雪都ゆきとさんはおそらく、会場全体の半分だけを重点的に見ていくことで、先行して点数を稼ぐ手段に打って出たのでしょう。大胆な賭けですが、確かに効果的ではありますね。そうなれば、私が取れる「」手段は三つ…………)


 楓迦は上空でとどまりながら、愛らしい顎に手を当ててじっくりと考える。


 彼女が今取れる手段は、大きく分けて三つある。

 このまま全体をくまなく探し回るか、雪都ゆきとが手を付けていないであろうもう半分の場所を重点的に探索するか、さもなくば、雪都ゆきとが探索している領域に自分も乗り込むか…………

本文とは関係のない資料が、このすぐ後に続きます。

//! # Flow Error Types
//!
//! Unified error handling for the fixtures, browser driver and scenario runner.

use thiserror::Error;

use crate::scenario::ScenarioStep;

/// Flow operation result type
pub type FlowResult<T> = Result<T, FlowError>;

/// Error types for every stage of the project creation flow
#[derive(Debug, Error)]
pub enum FlowError {
    #[error("HTTP request failed: {0}")]
    HttpError(#[from] reqwest::Error),

    #[error("JSON serialization/deserialization failed: {0}")]
    SerializationError(#[from] serde_json::Error),

    #[error("Configuration error: {0}")]
    ConfigError(String),

    /// The create-resource call did not answer 201; nothing else may run.
    #[error("API prerequisite failed: {status} - {message}")]
    ApiPrerequisite { status: u16, message: String },

    #[error("API error: {status} - {message}")]
    ApiError { status: u16, message: String },

    #[error("Browser error: {0}")]
    Browser(String),

    #[error("Navigation to {url} failed: {message}")]
    Navigation { url: String, message: String },

    #[error("Expectation not met within {timeout_ms}ms: {expectation}")]
    ExpectationTimeout { expectation: String, timeout_ms: u64 },

    #[error("Assertion failed: expected {expectation}, got {actual}")]
    AssertionFailed { expectation: String, actual: String },

    #[error("Browser context {context_id} is already closed")]
    ContextClosed { context_id: String },

    #[error("Invalid scenario transition from {from} on {event}")]
    InvalidTransition { from: String, event: String },

    #[error("Step {step} failed: {source}")]
    StepFailed {
        step: ScenarioStep,
        #[source]
        source: Box<FlowError>,
    },

    #[error("IO error: {0}")]
    IoError(#[from] std::io::Error),
}

impl FlowError {
    /// Create a configuration error
    pub fn config_error(message: impl Into<String>) -> Self {
        Self::ConfigError(message.into())
    }

    /// Create a browser error
    pub fn browser(message: impl Into<String>) -> Self {
        Self::Browser(message.into())
    }

    /// Create a navigation error for the given URL
    pub fn navigation(url: impl Into<String>, message: impl Into<String>) -> Self {
        Self::Navigation {
            url: url.into(),
            message: message.into(),
        }
    }

    /// Create an assertion failure
    pub fn assertion(expectation: impl Into<String>, actual: impl Into<String>) -> Self {
        Self::AssertionFailed {
            expectation: expectation.into(),
            actual: actual.into(),
        }
    }

    /// Wrap an error with the scenario step it interrupted
    pub fn at_step(self, step: ScenarioStep) -> Self {
        match self {
            already @ Self::StepFailed { .. } => already,
            other => Self::StepFailed {
                step,
                source: Box::new(other),
            },
        }
    }

    /// The step this error was raised in, if it has been attributed to one
    pub fn failed_step(&self) -> Option<ScenarioStep> {
        match self {
            Self::StepFailed { step, .. } => Some(*step),
            _ => None,
        }
    }

    /// Whether this failure is an unmet expectation rather than an infrastructure problem
    #[must_use]
    pub fn is_assertion(&self) -> bool {
        match self {
            Self::ExpectationTimeout { .. } | Self::AssertionFailed { .. } => true,
            Self::StepFailed { source, .. } => source.is_assertion(),
            _ => false,
        }
    }
}

impl From<config::ConfigError> for FlowError {
    fn from(err: config::ConfigError) -> Self {
        Self::ConfigError(err.to_string())
    }
}

impl From<chromiumoxide::error::CdpError> for FlowError {
    fn from(err: chromiumoxide::error::CdpError) -> Self {
        Self::Browser(err.to_string())
    }
}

(どれも一長一短ですが、現状のまま突き進むのは効率があまり効率がよくないので却下。とすると、相手が捨てた半分を自分が取って、純粋な速さ比べを挑むか、相手の確保している領域を荒らして、相手のペースを乱すか)


 正攻法ですべてを網羅するのは論外として、楓迦も雪都ゆきとと同じ作戦を取れば、ある程度は安定して点を取れるだろう。しかしこの選択肢の難点は、雪都ゆきとの後追いになってしまうので、すでに広がっている差を縮めなければならなくなる。雪都ゆきとはすでにいくつか目星をつけているのだとしたら、楓迦は一層不利になるだろう。

 一方で、雪都ゆきとが重点的に確保している領域にあえて踏み込んで、真っ先に彼のアドバンテージをつぶしにかかるのは、ハイリスクハイリターンな賭けとなる。楓迦はすべての区画を見ているので、多少なりとも相手の領域で点数を取ることができれば、残り半分の区画も見ている彼女が一気に有利となるだろう。

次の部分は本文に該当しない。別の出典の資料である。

//! In-process resource API for scenario tests.
//!
//! Binds an axum router to `127.0.0.1:0` and records every request so tests
//! can assert on what the data fixture sent. Create and delete statuses are
//! configurable to drive the fail-fast and cleanup paths.

#![expect(dead_code, reason = "Shared test helper; not every test uses every accessor")]

use axum::{
    extract::{Path, State},
    http::{HeaderMap, StatusCode},
    response::IntoResponse,
    routing::{delete, post},
    Json, Router,
};
use parking_lot::Mutex;
use serde_json::{json, Value};
use std::sync::Arc;
use tokio::net::TcpListener;
use tokio::sync::oneshot;
use tokio::task::JoinHandle;

/// Id the stub assigns to created posts, mirroring a fake API that ignores input ids
pub const SERVER_ASSIGNED_ID: i64 = 101;

#[derive(Debug)]
struct StubState {
    create_status: StatusCode,
    delete_status: StatusCode,
    created: Mutex<Vec<Value>>,
    deleted: Mutex<Vec<i64>>,
    authorization: Mutex<Vec<Option<String>>>,
}

/// Running stub API server
pub struct StubApi {
    pub base_url: String,
    state: Arc<StubState>,
    shutdown_tx: Option<oneshot::Sender<()>>,
    handle: Option<JoinHandle<()>>,
}

impl StubApi {
    /// Stub that answers creates with `201 Created`
    pub async fn start() -> Self {
        Self::start_with(StatusCode::CREATED, StatusCode::OK).await
    }

    /// Stub that answers creates with `create_status`
    pub async fn with_create_status(create_status: StatusCode) -> Self {
        Self::start_with(create_status, StatusCode::OK).await
    }

    /// Stub that answers deletes with `delete_status`
    pub async fn with_delete_status(delete_status: StatusCode) -> Self {
        Self::start_with(StatusCode::CREATED, delete_status).await
    }

    async fn start_with(create_status: StatusCode, delete_status: StatusCode) -> Self {
        let state = Arc::new(StubState {
            create_status,
            delete_status,
            created: Mutex::new(Vec::new()),
            deleted: Mutex::new(Vec::new()),
            authorization: Mutex::new(Vec::new()),
        });

        let app = Router::new()
            .route("/posts", post(create_post))
            .route("/posts/:id", delete(delete_post))
            .with_state(Arc::clone(&state));

        let listener = TcpListener::bind("127.0.0.1:0")
            .await
            .expect("Failed to bind stub API listener");
        let addr = listener.local_addr().expect("Failed to read stub API address");

        let (shutdown_tx, shutdown_rx) = oneshot::channel::<()>();
        let handle = tokio::spawn(async move {
            axum::serve(listener, app)
                .with_graceful_shutdown(async {
                    shutdown_rx.await.ok();
                })
                .await
                .expect("Stub API server failed");
        });

        Self {
            base_url: format!("http://{addr}"),
            state,
            shutdown_tx: Some(shutdown_tx),
            handle: Some(handle),
        }
    }

    /// Bodies received on `POST /posts`
    pub fn created(&self) -> Vec<Value> {
        self.state.created.lock().clone()
    }

    /// Ids received on `DELETE /posts/{id}`
    pub fn deleted(&self) -> Vec<i64> {
        self.state.deleted.lock().clone()
    }

    /// `Authorization` header of each create request
    pub fn authorization_headers(&self) -> Vec<Option<String>> {
        self.state.authorization.lock().clone()
    }

    pub async fn shutdown(mut self) {
        if let Some(tx) = self.shutdown_tx.take() {
            let _ = tx.send(());
        }
        if let Some(handle) = self.handle.take() {
            let _ = handle.await;
        }
    }
}

impl Drop for StubApi {
    fn drop(&mut self) {
        if let Some(tx) = self.shutdown_tx.take() {
            let _ = tx.send(());
        }
    }
}

async fn create_post(
    State(state): State<Arc<StubState>>,
    headers: HeaderMap,
    Json(payload): Json<Value>,
) -> impl IntoResponse {
    state.authorization.lock().push(
        headers
            .get("authorization")
            .and_then(|v| v.to_str().ok())
            .map(str::to_string),
    );
    state.created.lock().push(payload.clone());

    if state.create_status != StatusCode::CREATED {
        return (
            state.create_status,
            Json(json!({"error": "stub refused the create"})),
        );
    }

    let mut echoed = payload;
    echoed["id"] = json!(SERVER_ASSIGNED_ID);
    (StatusCode::CREATED, Json(echoed))
}

async fn delete_post(
    State(state): State<Arc<StubState>>,
    Path(id): Path<i64>,
) -> impl IntoResponse {
    state.deleted.lock().push(id);
    (state.delete_status, Json(json!({})))
}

 ただし、点数が稼げなければ却って楓迦が不利となり、場合によっては雪都ゆきととの確執に火がついて、なし崩し的に戦闘に発展する恐れもある。楓迦からはなるべく協定は破らない様にしようと考えてはいるが、雪都ゆきとを完全に信用しているわけではないし、必要とあれば一方的な破棄も検討せねばならない。


(安全策を取るべきか……賭けに出るべきか………………? いえ、もしかしたら、すべてをひっくり返せるような手段があるかもしれない)


 楓迦が選択肢を二つに絞ったところで、彼女はもっと根本的に発想の転換する必要性を感じた。

 今や主導権は相手側にあり、自分は対抗手段の選択を迫られている

 だが、そもそも、相手のフィールドで戦う必要などないとも考えられるわけで……………


(私にはできて、人間にできないことは……………あぁ、そうです。よく考えれば、たくさんあるじゃないですか♪ 私としたことが、初めからこの方法を思いつかないなんて……これも雪都ゆきとさんの策のうちなのでしょうか)


 「正々堂々」「妨害禁止」

 この二つの言葉が、彼女の思考にロックをかけていたのかもしれない。

 だが、一歩引いて考えれば、この言葉は見掛け倒しでしかないことに気が付く。


『それでは…………一周回って、と行きましょうか。ふふふ………』


 今や冗談を飛ばすだけの精神的余裕を得た楓迦は、会場の中心の上空へ浮き上がると、右手を高く掲げて、旋風を巻き起こした。